Quote:
KeepTryin87 wrote:
I'm glad you are still alive swallowtail and abunai (tho we don't know each other too well)
If we are sharing, I guess I should too. I did something like you swallowtail I took a whole bottle and a half of my dad's medication to try to kill myself when I was 14. I was sick for a week...it was the worse I felt ever and I really thought I was going to die. But all that came of it is I now have an ulcer. But other than that by kidneys and liver are ok. I used to be really depressed all the time, before you guys here knew me. I am so glad that part of my life is over. My deepest secret is I used to be a major drug addict.
Now I am alot healthier and haven't done drugs for over a year. I am actually the happiest I have ever been...i mean sure stuff happens but you know, I always know I can get through it. I've been to two drug rehab places and am kind of ashamed of that too. But hey, it helped me in the long run. Now I actually have goals and a life and a job and go to school. I know I can't mess with that stuff anymore or none of my dreams will come true *like teaching in japan*
In fact Hikki's music has always been really positive for me and helps inspire me.

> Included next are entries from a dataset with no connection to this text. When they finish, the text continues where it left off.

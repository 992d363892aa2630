// Copyright 2024 The Kubernetes Authors.
// Licensed under the Apache License, Version 2.0

//! ExposureClass: a reusable bundle of scheduling constraints.

use super::shoot::SeedSelector;
use super::Toleration;
use crate::api::meta::ObjectMeta;
use serde::{Deserialize, Serialize};

#[derive(Debug, Clone, Default, PartialEq, Serialize, Deserialize)]
#[serde(rename_all = "camelCase", default)]
pub struct ExposureClass {
    pub metadata: ObjectMeta,
    pub handler: String,
    #[serde(skip_serializing_if = "Option::is_none")]
    pub scheduling: Option<ExposureClassScheduling>,
}

#[derive(Debug, Clone, Default, PartialEq, Serialize, Deserialize)]
#[serde(rename_all = "camelCase", default)]
pub struct ExposureClassScheduling {
    #[serde(skip_serializing_if = "Option::is_none")]
    pub seed_selector: Option<SeedSelector>,
    #[serde(skip_serializing_if = "Vec::is_empty")]
    pub tolerations: Vec<Toleration>,
}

ok, well now you guys know.
*hides*
What kinda drugs? I used to do them too. My brother got me into smoking pot when I was 12 'cuz he sold it with his wife and I was living with them. I did lots of other things and got really bad in Phoenix.
It is embarrasing. I've never been to rehab, though. I managed to stop it all after I came back from Phoenix. That whole part of my life does have a lot to do with who I am now, but a lot of times I'm afraid if I tell someone (like the guy I'm dating now), he'll be all "ewww gross".
I feel like we should have a flask of whiskey to pass around lmao.